I have “alerts” set up in my email account to advise me when articles pop up about addiction, relapse, recovery, and all of these combined with YOGA (of course). I get a lot of publicity fluff articles about treatment centers and other corporate PR material. I get some good information as well. I also get controversial articles  – the most recent one in support of the point of view that addiction is not a disease; “This Neuroscientist Argues That Addiction Is Not a Disease and Rehab Is Bullshit” – Marc Lewis.

Already you might feel compelled to accept the article based on the headline because the author is a neuroscientist. I also have to go by what I have learned and other points of view. I have my own gut feelings; I have my personal opinions and I am not a scientist of any kind.

I did feel compelled to read his article. As a person in recovery he comes to the topic with some experience. Where do experience and science overlap? Where do they diverge? Lewis tells us. He addresses the science pertaining to his opinions in a straightforward manner. Here are some of his points.
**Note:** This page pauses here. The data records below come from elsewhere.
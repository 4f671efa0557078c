//! CLI Adapter.

mod config;
mod describe;
mod diagnostics;
mod discovery;
mod get;
mod lifecycle;
mod persistence;
mod set;

use std::io;
use std::path::PathBuf;
use std::sync::Arc;
use std::sync::atomic::AtomicBool;

use clap::{Args, Parser, Subcommand};

use crate::adapters::logging::init_logging;
use crate::adapters::{
    ConfigStore, HttpFetcherFactory, HttpSettings, LATEST_RELEASE_URL, PasswordSource,
    TcpNameServiceClient, default_config_dir, fetch_latest_version,
};
use crate::app::commands::version::show_version;
use crate::app::watch::{WatchOptions, interrupt_flag, run_watch};
use crate::app::{AppContext, GlobalOptions};
use crate::domain::{AppError, BytesUnit};

const NAME_SERVICE_RETRIES: u32 = 2;

#[derive(Parser)]
#[command(name = "cohctl")]
#[command(version)]
#[command(
    about = "Inspect, tune and operate Coherence clusters over their management endpoint",
    long_about = None
)]
struct Cli {
    #[command(flatten)]
    global: GlobalArgs,
    #[command(subcommand)]
    command: Commands,
}

#[derive(Args, Debug, Default)]
struct GlobalArgs {
    /// Config file to use instead of <config-dir>/cohctl.yaml
    #[arg(long, global = true, value_name = "FILE")]
    config: Option<PathBuf>,
    /// Config directory (defaults to $HOME/.cohctl)
    #[arg(long, global = true, value_name = "DIR")]
    config_dir: Option<PathBuf>,
    /// Output format: table, wide, json or jsonpath=<expr>
    #[arg(short = 'o', long, global = true, default_value = "table")]
    output: String,
    /// Repeat the command every --delay seconds
    #[arg(short = 'w', long, global = true)]
    watch: bool,
    /// Repeat the command, clearing the screen between frames
    #[arg(short = 'W', long, global = true)]
    watch_clear: bool,
    /// Seconds between watch frames
    #[arg(short = 'd', long, global = true, default_value_t = 5)]
    delay: i32,
    /// Read the password from the first line of standard input
    #[arg(short = 'i', long, global = true)]
    stdin: bool,
    /// Basic authentication username
    #[arg(short = 'U', long, global = true)]
    username: Option<String>,
    /// Connection to use instead of the current context
    #[arg(short = 'c', long, global = true)]
    connection: Option<String>,
    /// Answer yes to confirmation prompts
    #[arg(short = 'y', long, global = true)]
    yes: bool,
    /// Show sizes in bytes
    #[arg(short = 'b', long, global = true)]
    bytes: bool,
    /// Show sizes in KB
    #[arg(short = 'k', long, global = true)]
    kb: bool,
    /// Show sizes in MB
    #[arg(short = 'm', long, global = true)]
    mb: bool,
    /// Show sizes in GB
    #[arg(short = 'g', long, global = true)]
    gb: bool,
    /// Show sizes in TB
    #[arg(long, global = true)]
    tb: bool,
}

impl GlobalArgs {
    /// At most one unit flag may be given.
    fn bytes_unit(&self) -> Result<Option<BytesUnit>, AppError> {
        let flags = [
            (self.bytes, BytesUnit::Bytes),
            (self.kb, BytesUnit::Kilo),
            (self.mb, BytesUnit::Mega),
            (self.gb, BytesUnit::Giga),
            (self.tb, BytesUnit::Tera),
        ];
        let mut selected = flags.into_iter().filter(|(set, _)| *set).map(|(_, unit)| unit);
        let unit = selected.next();
        if selected.next().is_some() {
            return Err(AppError::invalid("only one of -b, -k, -m, -g or --tb may be specified"));
        }
        Ok(unit)
    }

    fn options(&self) -> Result<GlobalOptions, AppError> {
        Ok(GlobalOptions {
            output: self.output.parse()?,
            watch: WatchOptions::new(self.watch, self.watch_clear, self.delay)?,
            connection: self.connection.clone(),
            bytes_unit: self.bytes_unit()?,
        })
    }
}

#[derive(Subcommand)]
enum Commands {
    /// Display one or many resources
    Get {
        #[command(subcommand)]
        resource: get::GetCommands,
    },
    /// Show details of a specific resource
    Describe {
        #[command(subcommand)]
        resource: describe::DescribeCommands,
    },
    /// Change an attribute, preference, context or profile
    Set {
        #[command(subcommand)]
        resource: set::SetCommands,
    },
    /// Clear a preference, the current context or a cache
    Clear {
        #[command(subcommand)]
        resource: set::ClearCommands,
    },
    /// Add a cluster connection
    Add {
        #[command(subcommand)]
        resource: config::AddCommands,
    },
    /// Remove a cluster connection, profile or snapshot
    Remove {
        #[command(subcommand)]
        resource: config::RemoveCommands,
    },
    /// Shutdown a member or service
    Shutdown {
        #[command(subcommand)]
        resource: lifecycle::ShutdownCommands,
    },
    /// Suspend a service
    Suspend {
        #[command(subcommand)]
        resource: lifecycle::ServiceCommands,
    },
    /// Resume a suspended service
    Resume {
        #[command(subcommand)]
        resource: lifecycle::ServiceCommands,
    },
    /// Start a Flight Recording, reporter or federation
    Start {
        #[command(subcommand)]
        resource: lifecycle::StartCommands,
    },
    /// Stop a Flight Recording, reporter or federation
    Stop {
        #[command(subcommand)]
        resource: lifecycle::StopCommands,
    },
    /// Pause federation
    Pause {
        #[command(subcommand)]
        resource: lifecycle::PauseCommands,
    },
    /// Replicate all federated data
    Replicate {
        #[command(subcommand)]
        resource: lifecycle::ReplicateCommands,
    },
    /// Notify federation participants
    Notify {
        #[command(subcommand)]
        resource: lifecycle::NotifyCommands,
    },
    /// Connect a topic subscriber
    Connect {
        #[command(subcommand)]
        resource: lifecycle::SubscriberCommands,
    },
    /// Disconnect a topic subscriber
    Disconnect {
        #[command(subcommand)]
        resource: lifecycle::SubscriberCommands,
    },
    /// Truncate a cache
    Truncate {
        #[command(subcommand)]
        resource: lifecycle::TruncateCommands,
    },
    /// Compact elastic data journals
    Compact {
        #[command(subcommand)]
        resource: lifecycle::CompactCommands,
    },
    /// Reset statistics
    Reset {
        #[command(subcommand)]
        resource: lifecycle::ResetCommands,
    },
    /// Create a snapshot
    Create {
        #[command(subcommand)]
        resource: persistence::SnapshotCommands,
    },
    /// Recover a snapshot
    Recover {
        #[command(subcommand)]
        resource: persistence::SnapshotCommands,
    },
    /// Archive a snapshot
    Archive {
        #[command(subcommand)]
        resource: persistence::SnapshotCommands,
    },
    /// Retrieve an archived snapshot or member thread dumps
    Retrieve {
        #[command(subcommand)]
        resource: persistence::RetrieveCommands,
    },
    /// Force recovery of a service
    Force {
        #[command(subcommand)]
        resource: persistence::ForceCommands,
    },
    /// Dump a Flight Recording or the cluster heap
    Dump {
        #[command(subcommand)]
        resource: diagnostics::DumpCommands,
    },
    /// Log cluster state
    Log {
        #[command(subcommand)]
        resource: diagnostics::LogCommands,
    },
    /// Configure tracing
    Configure {
        #[command(subcommand)]
        resource: diagnostics::ConfigureCommands,
    },
    /// Discover clusters through their name service
    Discover {
        #[command(subcommand)]
        resource: discovery::DiscoverCommands,
    },
    /// Query a cluster's name service
    Nslookup(discovery::NslookupArgs),
    /// Show the cohctl version
    Version {
        /// Check whether a newer release is available
        #[arg(short = 'u', long)]
        check_updates: bool,
    },
}

impl Commands {
    fn run(self, ctx: &mut AppContext, yes: bool) -> Result<(), AppError> {
        match self {
            Commands::Get { resource } => resource.run(ctx),
            Commands::Describe { resource } => resource.run(ctx),
            Commands::Set { resource } => resource.run(ctx, yes),
            Commands::Clear { resource } => resource.run(ctx, yes),
            Commands::Add { resource } => resource.run(ctx),
            Commands::Remove { resource } => resource.run(ctx, yes),
            Commands::Shutdown { resource } => resource.run(ctx, yes),
            Commands::Suspend { resource } => resource.suspend(ctx, yes),
            Commands::Resume { resource } => resource.resume(ctx, yes),
            Commands::Start { resource } => resource.run(ctx, yes),
            Commands::Stop { resource } => resource.run(ctx, yes),
            Commands::Pause { resource } => resource.run(ctx, yes),
            Commands::Replicate { resource } => resource.run(ctx, yes),
            Commands::Notify { resource } => resource.run(ctx, yes),
            Commands::Connect { resource } => resource.run(ctx, true, yes),
            Commands::Disconnect { resource } => resource.run(ctx, false, yes),
            Commands::Truncate { resource } => resource.run(ctx, yes),
            Commands::Compact { resource } => resource.run(ctx, yes),
            Commands::Reset { resource } => resource.run(ctx, yes),
            Commands::Create { resource } => resource.create(ctx, yes),
            Commands::Recover { resource } => resource.recover(ctx, yes),
            Commands::Archive { resource } => resource.archive(ctx, yes),
            Commands::Retrieve { resource } => resource.run(ctx, yes),
            Commands::Force { resource } => resource.run(ctx, yes),
            Commands::Dump { resource } => resource.run(ctx, yes),
            Commands::Log { resource } => resource.run(ctx, yes),
            Commands::Configure { resource } => resource.run(ctx, yes),
            Commands::Discover { resource } => resource.run(ctx, yes),
            Commands::Nslookup(args) => args.run(ctx),
            Commands::Version { check_updates } => {
                let config = ctx.store().config();
                let timeout =
                    HttpSettings::new(config.request_timeout, config.ignore_invalid_certs).timeout;
                let check =
                    check_updates.then_some(|| fetch_latest_version(LATEST_RELEASE_URL, timeout));
                print_result(show_version(check))
            }
        }
    }
}

/// Print a read verb's output, repeating it while `--watch` is set.
fn watch_output<F>(ctx: &AppContext, frame: F) -> Result<(), AppError>
where
    F: FnMut() -> Result<String, AppError>,
{
    emit(ctx.options().watch, frame)
}

/// Print a read verb's output once, ignoring `--watch`.
fn print_once<F>(ctx: &AppContext, frame: F) -> Result<(), AppError>
where
    F: FnMut() -> Result<String, AppError>,
{
    emit(ctx.options().watch.disabled(), frame)
}

fn emit<F>(options: WatchOptions, frame: F) -> Result<(), AppError>
where
    F: FnMut() -> Result<String, AppError>,
{
    let stop = if options.enabled { interrupt_flag()? } else { Arc::new(AtomicBool::new(false)) };
    run_watch(options, &stop, &mut io::stdout().lock(), frame)
}

fn print_result(text: String) -> Result<(), AppError> {
    print!("{text}");
    Ok(())
}

fn execute(cli: Cli) -> Result<(), AppError> {
    let Cli { global, command } = cli;
    let config_dir = match &global.config_dir {
        Some(dir) => dir.clone(),
        None => default_config_dir()?,
    };
    let store = ConfigStore::load(&config_dir, global.config.as_deref())?;
    init_logging(&config_dir, store.config().debug);
    let options = global.options()?;

    let settings =
        HttpSettings::new(store.config().request_timeout, store.config().ignore_invalid_certs);
    let name_service = TcpNameServiceClient::new(settings.timeout, NAME_SERVICE_RETRIES);
    let password_source =
        if global.stdin { PasswordSource::Stdin } else { PasswordSource::Terminal };
    let fetchers = HttpFetcherFactory::new(settings, global.username.clone(), password_source);

    let mut ctx = AppContext::new(store, options, Box::new(fetchers), Box::new(name_service));
    command.run(&mut ctx, global.yes)
}

/// Entry point for the CLI.
pub fn run() {
    let cli = match Cli::try_parse() {
        Ok(cli) => cli,
        Err(err) => {
            let _ = err.print();
            std::process::exit(if err.use_stderr() { 1 } else { 0 });
        }
    };

    if let Err(e) = execute(cli) {
        let exit_code = e.exit_code();
        if exit_code == 0 {
            println!("{e}");
        } else {
            tracing::error!(error = %e, "command failed");
            eprintln!("Error: {e}");
        }
        std::process::exit(exit_code);
    }
}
Addiction is a learned behavior. I get that. Our brain, designed for pleasure in healthy ways, gets hijacked by the quick, easy and repeatable jacking up by drugs, nicotine, alcohol and exciting effects of sex, gambling, porn and other edgy behaviors including media/internet addiction. We can learn the heck out of these, and use them to the point of delirium and death.

There is no single genetic condition related to addiction. However, there are numerous personality traits “like impulsivity”. Well, even though complex many other scientific authors find that the groups of genetic traits are similar enough, and trace through herited factors enough to call addiction “strongly influenced by inherited functional variations” (HHS 2009). So there is no exact single addiction gene; there is a complex combination of inheritable proclivities that collude to make one more than less likely to become addicted to a substance or a behavior.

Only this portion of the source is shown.